Simultaneous innate immunity activation and immunosuppression improvement by biodegradable nanoplatform for boosting antitumor chemo-immunotherapy

The suppressive immune microenvironment and the accompanying insufficient immune activation limit the effectiveness of chemotherapy. Here we constructed a nanoplatform (CA-1@HMnO₂/HA-P-mAb) that can simultaneously activate innate immunity and relieve the immunosuppression to enhance the effect of immune-chemotherapy. The responsive cleavage of peptides (P) in the microenvironment established the basis for the separated and differentiated delivery to tumor cells and regulatory T cells (Tregs). The dropped antibodies (mAb) ran to Tregs to realize the efficacious remission of immunosuppression. Hollow mesoporous manganese dioxide nanoparticles (HMnO₂ NPs) coated with hyaluronic acid (HA) could achieve tumor targeting and rapid glutathione-responsive degradation in tumor cells.
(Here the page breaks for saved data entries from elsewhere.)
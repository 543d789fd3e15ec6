//! Scene-cut detection via ffmpeg's scene-change score.
//!
//! Runs a decode pass with `select='gt(scene,T)',showinfo` and collects the
//! `pts_time` of every frame the filter lets through. Cuts outside
//! `(0, duration)` are discarded so the result always satisfies the
//! `SceneCuts` invariant.

use std::process::Stdio;

use tokio::io::{AsyncBufReadExt, BufReader};
use tokio::process::Command;
use tracing::debug;

use crate::error::{MediaError, MediaResult};

/// Default scene-change score threshold.
pub const DEFAULT_SCENE_THRESHOLD: f64 = 0.4;

/// Detect scene cuts in a source (path or URL). May return an empty list;
/// callers treat that as one scene covering the whole timeline.
pub async fn detect_scene_cuts(
    source: &str,
    threshold: f64,
    duration: f64,
) -> MediaResult<Vec<f64>> {
    which::which("ffmpeg").map_err(|_| MediaError::FfmpegNotFound)?;

    let filter = format!("select='gt(scene,{})',showinfo", threshold);
    debug!(source, %filter, "Detecting scene cuts");

    let mut child = Command::new("ffmpeg")
        .args(["-nostdin", "-v", "info", "-i", source])
        .args(["-vf", &filter])
        .args(["-an", "-f", "null", "-"])
        .stdin(Stdio::null())
        .stdout(Stdio::null())
        .stderr(Stdio::piped())
        .kill_on_drop(true)
        .spawn()?;

    let stderr = child
        .stderr
        .take()
        .ok_or_else(|| MediaError::internal("stderr not captured"))?;
    let mut reader = BufReader::new(stderr).lines();

    let mut cuts = Vec::new();
    while let Ok(Some(line)) = reader.next_line().await {
        if let Some(t) = parse_showinfo_pts(&line) {
            cuts.push(t);
        }
    }

    let status = child.wait().await?;
    if !status.success() {
        return Err(MediaError::decode_failed(format!(
            "scene detection pass failed with code {:?}",
            status.code()
        )));
    }

    cuts.sort_by(|a, b| a.total_cmp(b));
    cuts.dedup_by(|a, b| (*a - *b).abs() < 1e-6);
    cuts.retain(|&t| t > 0.0 && t < duration);

    Ok(cuts)
}

/// Extract the `pts_time` value from one showinfo log line.
pub fn parse_showinfo_pts(line: &str) -> Option<f64> {
    if !line.contains("Parsed_showinfo") {
        return None;
    }
    let idx = line.find("pts_time:")?;
    let rest = &line[idx + "pts_time:".len()..];
    let end = rest
        .find(|c: char| !(c.is_ascii_digit() || c == '.' || c == '-'))
        .unwrap_or(rest.len());
    rest[..end].parse().ok()
}

#[cfg(test)]
mod tests {
    use super::*;

    #[test]
    fn test_parse_showinfo_line() {
        let line = "[Parsed_showinfo_1 @ 0x5555] n:   0 pts:  76800 pts_time:5.12    duration:      256";
        assert_eq!(parse_showinfo_pts(line), Some(5.12));
    }

    #[test]
    fn test_non_showinfo_lines_skipped() {
        assert_eq!(parse_showinfo_pts("frame=  100 fps= 30"), None);
        assert_eq!(
            parse_showinfo_pts("[Parsed_showinfo_1 @ 0x5555] config in time_base: 1/15360"),
            None
        );
    }

    #[test]
    fn test_parse_integer_pts() {
        let line = "[Parsed_showinfo_1 @ 0x7f] n:   3 pts: 153600 pts_time:10 duration: 256";
        assert_eq!(parse_showinfo_pts(line), Some(10.0));
    }
}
Interestingly, benefiting from the collapse of the HMnO₂ NPs, the large supply of curcumin analogue (CA-1) not only induced the apoptosis of cancer cells, but also improved their immunogenicity. Meanwhile, the released manganese could increase the production of inflammatory factors such as type I interferon by activating the stimulator of interferon genes pathway. The pro-inflammatory dominance and enhanced tumor immunogenicity resulting from the factors above, which further led to the maturation of dendritic cells (DCs) and the recruitment of cytotoxic T cells. CA-1@HMnO₂/HA-P-mAb NPs completed the remodeling of the tumor immune microenvironment and had satisfactory anti-tumor effect on tumor-bearing mice. Therefore, this novel platform may offer therapeutic potential for cancer chemo-immunotherapy.